FDG PET is an established technique in neurology, oncology and cardiology [26]. 18F-FDG is excreted through the urinary system [27]. Hence, 18F-FDG excretion may be reduced in patient with CKD. Moreover, the kidneys play an important role in glucose homeostasis [28]. Laffon et al.[29] created a theoretic model to assess 18F-FDG uptake in a patient with renal failure. Their model showed that in case of severe renal failure, it takes longer to excrete the tracer, the tracer activity maximizes later and the tissue uptake is greater. We observed a significantly higher venous background activity in patients with CKD compared to match controls and a negative correlation between eGFR and venous SUV activity. Although the observed differences were significant the absolute difference in venous activity between CKD patients and matched controls was limited. Several possible reasons for the limited magnitude are: limited time between image acquisition and tracer injection, moderate CKD severity and effect of CKD on insulin sensitivity. SAT and muscle background SUV were similar between CKD patients and controls, and as such are better suited as a background-corrected SUV measure.

Limitations

The majority of participants had a prior history of treated cancer, which may limit the generalizability of our findings. The retrospective case-control study design does not allow us to infer causal relations and we can only speculate on the underlying mechanisms that drive the observed differences. We were also dependent on chart review for data collection, which can results in observational bias. Also, the population size is modest and the evaluations of the relationships between CKD and FDG activity were exploratory in nature. Finally, the cohort of patients with mild CKD disease (Stage 3), had significant higher prevalence of hypertension, diabetes mellitus and a higher mean BMI, which could potentially contribute to the observed difference in arterial inflammation. However, it is also worth noting that despite these small differences in single risk variables, the FRS did not differ between CKD and control groups. Furthermore, analysis of coronary artery calcium (CAC) demonstrated that there was no significant between-group difference in the presence of sub-clinical atherosclerosis.
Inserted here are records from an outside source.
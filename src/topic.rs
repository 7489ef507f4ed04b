//! In-process stream substrate.
//!
//! Ordered, append-only, offset-addressable streams. Payloads cross the
//! stream boundary as JSON so that producers and consumers only share wire
//! types, never in-memory structures. Reads never block.

use core::fmt;
use core::str::FromStr;
use std::collections::{HashMap, VecDeque};
use std::sync::{Mutex, PoisonError, RwLock};

use serde::de::DeserializeOwned;
use serde::{Deserialize, Serialize};

use crate::error::{CoreError, CoreResult};

/// Joins (stream, offset) pairs inside a subscription handle.
pub const SUBSCRIPTION_DELIMITER: &str = "____";

#[derive(Debug, Clone, Copy, PartialEq, Eq, PartialOrd, Ord, Hash, Default, Serialize, Deserialize)]
pub struct StreamOffset {
    pub ms: u64,
    pub seq: u64,
}

impl StreamOffset {
    pub const ZERO: StreamOffset = StreamOffset { ms: 0, seq: 0 };

    pub fn new(ms: u64, seq: u64) -> Self {
        Self { ms, seq }
    }
}

impl fmt::Display for StreamOffset {
    fn fmt(&self, f: &mut fmt::Formatter<'_>) -> fmt::Result {
        write!(f, "{}-{}", self.ms, self.seq)
    }
}

impl FromStr for StreamOffset {
    type Err = CoreError;

    fn from_str(s: &str) -> CoreResult<Self> {
        let invalid = || CoreError::Validation(format!("Invalid stream offset '{s}'"));
        let (ms, seq) = match s.split_once('-') {
            Some((ms, seq)) => (ms, seq),
            None => (s, "0"),
        };
        Ok(Self {
            ms: ms.parse().map_err(|_| invalid())?,
            seq: seq.parse().map_err(|_| invalid())?,
        })
    }
}

#[derive(Debug, Clone, Copy, PartialEq, Eq)]
pub enum TopicKind {
    Command,
    Telemetry,
    Decom,
}

impl TopicKind {
    pub fn as_str(&self) -> &'static str {
        match self {
            TopicKind::Command => "COMMAND",
            TopicKind::Telemetry => "TELEMETRY",
            TopicKind::Decom => "DECOM",
        }
    }
}

pub fn packet_topic(scope: &str, kind: TopicKind, target: &str, packet: &str) -> String {
    format!("{scope}__{}__{target}__{packet}", kind.as_str())
}

/// Command requests addressed to one target's handler.
pub fn target_command_topic(scope: &str, target: &str) -> String {
    format!("{scope}__{target}")
}

pub fn ack_topic(scope: &str, target: &str) -> String {
    format!("{scope}__ACK__{target}")
}

pub fn limits_events_topic(scope: &str) -> String {
    format!("{scope}__LIMITS_EVENTS")
}

pub fn decom_interface_topic(scope: &str, target: &str) -> String {
    format!("{scope}__DECOMINTERFACE__{target}")
}

pub fn decom_ack_topic(scope: &str, target: &str) -> String {
    format!("{scope}__DECOMINTERFACE__ACK__{target}")
}

/// Encode (stream, offset) pairs into one resumable handle.
pub fn encode_subscription(pairs: &[(String, StreamOffset)]) -> String {
    pairs
        .iter()
        .flat_map(|(topic, offset)| [topic.clone(), offset.to_string()])
        .collect::<Vec<_>>()
        .join(SUBSCRIPTION_DELIMITER)
}

pub fn decode_subscription(handle: &str) -> CoreResult<Vec<(String, StreamOffset)>> {
    if handle.is_empty() {
        return Ok(Vec::new());
    }
    let parts: Vec<&str> = handle.split(SUBSCRIPTION_DELIMITER).collect();
    if parts.len() % 2 != 0 {
        return Err(CoreError::Validation(format!(
            "Invalid subscription handle '{handle}'"
        )));
    }
    parts
        .chunks(2)
        .map(|pair| -> CoreResult<(String, StreamOffset)> {
            Ok((pair[0].to_string(), pair[1].parse()?))
        })
        .collect()
}

#[derive(Debug, Clone, PartialEq, Serialize, Deserialize)]
pub struct StreamEntry {
    pub offset: StreamOffset,
    pub payload: serde_json::Value,
}

impl StreamEntry {
    pub fn decode<T: DeserializeOwned>(&self) -> CoreResult<T> {
        Ok(serde_json::from_value(self.payload.clone())?)
    }
}

#[derive(Debug)]
pub struct Topics {
    streams: RwLock<HashMap<String, VecDeque<StreamEntry>>>,
    last_offset: Mutex<StreamOffset>,
    maxlen: usize,
}

impl Topics {
    pub fn new(maxlen: usize) -> Self {
        Self {
            streams: RwLock::new(HashMap::new()),
            last_offset: Mutex::new(StreamOffset::ZERO),
            maxlen: maxlen.max(1),
        }
    }

    fn next_offset(&self) -> StreamOffset {
        let now = chrono::Utc::now().timestamp_millis().max(0) as u64;
        let mut last = self.last_offset.lock().unwrap_or_else(PoisonError::into_inner);
        let next = if now > last.ms {
            StreamOffset::new(now, 0)
        } else {
            StreamOffset::new(last.ms, last.seq + 1)
        };
        *last = next;
        next
    }

    /// Append a message; returns its offset.
    pub fn write_topic<T: Serialize>(&self, topic: &str, message: &T) -> CoreResult<StreamOffset> {
        let payload = serde_json::to_value(message)?;
        let mut streams = self.streams.write().unwrap_or_else(PoisonError::into_inner);
        // offset allocated under the stream lock so per-stream order matches offset order
        let offset = self.next_offset();
        let stream = streams.entry(topic.to_string()).or_default();
        stream.push_back(StreamEntry { offset, payload });
        while stream.len() > self.maxlen {
            stream.pop_front();
        }
        Ok(offset)
    }

    /// Entries strictly after `offset`, oldest first.
    pub fn read_after(&self, topic: &str, offset: StreamOffset, count: Option<usize>) -> Vec<StreamEntry> {
        let streams = self.streams.read().unwrap_or_else(PoisonError::into_inner);
        let Some(stream) = streams.get(topic) else {
            return Vec::new();
        };
        let start = stream.partition_point(|e| e.offset <= offset);
        let available = stream.len() - start;
        let take = count.map_or(available, |c| c.min(available));
        stream.range(start..start + take).cloned().collect()
    }

    /// Read several streams at once; returns (topic, entry) pairs.
    pub fn read_topics(
        &self,
        positions: &[(String, StreamOffset)],
        count: Option<usize>,
    ) -> Vec<(String, StreamEntry)> {
        positions
            .iter()
            .flat_map(|(topic, offset)| {
                self.read_after(topic, *offset, count)
                    .into_iter()
                    .map(move |entry| (topic.clone(), entry))
            })
            .collect()
    }

    pub fn get_newest_message(&self, topic: &str) -> Option<StreamEntry> {
        let streams = self.streams.read().unwrap_or_else(PoisonError::into_inner);
        streams.get(topic).and_then(|s| s.back().cloned())
    }

    /// Offset of the newest entry, or zero for an empty stream.
    pub fn last_offset(&self, topic: &str) -> StreamOffset {
        self.get_newest_message(topic)
            .map_or(StreamOffset::ZERO, |entry| entry.offset)
    }

    /// The newest `count` entries, oldest first.
    pub fn read_newest(&self, topic: &str, count: usize) -> Vec<StreamEntry> {
        let streams = self.streams.read().unwrap_or_else(PoisonError::into_inner);
        let Some(stream) = streams.get(topic) else {
            return Vec::new();
        };
        let skip = stream.len().saturating_sub(count);
        stream.iter().skip(skip).cloned().collect()
    }

    pub fn len(&self, topic: &str) -> usize {
        let streams = self.streams.read().unwrap_or_else(PoisonError::into_inner);
        streams.get(topic).map_or(0, VecDeque::len)
    }

    pub fn is_empty(&self, topic: &str) -> bool {
        self.len(topic) == 0
    }
}

impl Default for Topics {
    fn default() -> Self {
        Self::new(crate::config::CoreConfig::default().stream_maxlen)
    }
}

#[cfg(test)]
mod tests {
    use super::*;

    #[test]
    fn test_offsets_are_monotonic_and_parse() {
        let topics = Topics::new(10);
        let a = topics.write_topic("T", &1).unwrap();
        let b = topics.write_topic("T", &2).unwrap();
        assert!(b > a);
        assert_eq!(b.to_string().parse::<StreamOffset>().unwrap(), b);
        assert_eq!("0-0".parse::<StreamOffset>().unwrap(), StreamOffset::ZERO);
        assert!("abc".parse::<StreamOffset>().is_err());
    }

    #[test]
    fn test_read_after_is_strict_and_replayable() {
        let topics = Topics::new(10);
        let first = topics.write_topic("T", &"a").unwrap();
        topics.write_topic("T", &"b").unwrap();
        topics.write_topic("T", &"c").unwrap();

        let entries = topics.read_after("T", first, None);
        let values: Vec<String> = entries.iter().map(|e| e.decode().unwrap()).collect();
        assert_eq!(values, vec!["b", "c"]);
        assert_eq!(topics.read_after("T", first, None), entries);
        assert_eq!(topics.read_after("T", first, Some(1)).len(), 1);

        let last = entries[1].offset;
        assert!(topics.read_after("T", last, None).is_empty());
        assert!(topics.read_after("MISSING", StreamOffset::ZERO, None).is_empty());
    }

    #[test]
    fn test_maxlen_trims_oldest() {
        let topics = Topics::new(2);
        for i in 0..5 {
            topics.write_topic("T", &i).unwrap();
        }
        let values: Vec<i32> = topics
            .read_after("T", StreamOffset::ZERO, None)
            .iter()
            .map(|e| e.decode().unwrap())
            .collect();
        assert_eq!(values, vec![3, 4]);
    }

    #[test]
    fn test_subscription_handle() {
        let pairs = vec![
            ("DEFAULT__DECOM__INST__HEALTH_STATUS".to_string(), StreamOffset::new(5, 1)),
            ("DEFAULT__DECOM__INST__ADCS".to_string(), StreamOffset::ZERO),
        ];
        let handle = encode_subscription(&pairs);
        assert_eq!(
            handle,
            "DEFAULT__DECOM__INST__HEALTH_STATUS____5-1____DEFAULT__DECOM__INST__ADCS____0-0"
        );
        assert_eq!(decode_subscription(&handle).unwrap(), pairs);
        assert!(decode_subscription("A____1-0____B").is_err());
    }
}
Moreover, when the analysis was repeated in the subset of individuals without evident subclinical CAD (those without any CAC), individuals with CKD still had higher arterial inflammation.

Conclusion

CKD is associated with increased arterial inflammation beyond that of controls. Current risk stratification tools may underestimate presence of atherosclerosis in patients with CKD. Prospective cohort studies are required to evaluate whether attenuation of the arterial inflammatory process will decrease cardiovascular events in CKD.

Acknowledgments

FUNDING SOURCES

F. Hoffmann-La Roche Ltd., Switzerland

Abbreviations

CKD
Chronic Kidney Disease
CT
Computed Tomography
FDG
18F-fluorodeoxyglucose
PET
positron emission tomography

Footnotes

DISCLOSURES

Jessica Mann, Robert A. Comley and Chek Ing Kiu Weber were employed by, and owned stock in, the pharmaceutical company F. Hoffmann-La Roche Ltd., Basel, Switzerland at the time of study conduct. All other authors have reported that they have no relationships relevant to the contents of this paper to disclose.

Statement of human rights

All procedures performed were in accordance with the ethical standards of the institutional and national research committee and with the 1964 Helsinki Declaration and its later amendments or comparable ethical standards. For this type of study, formal consent is not required.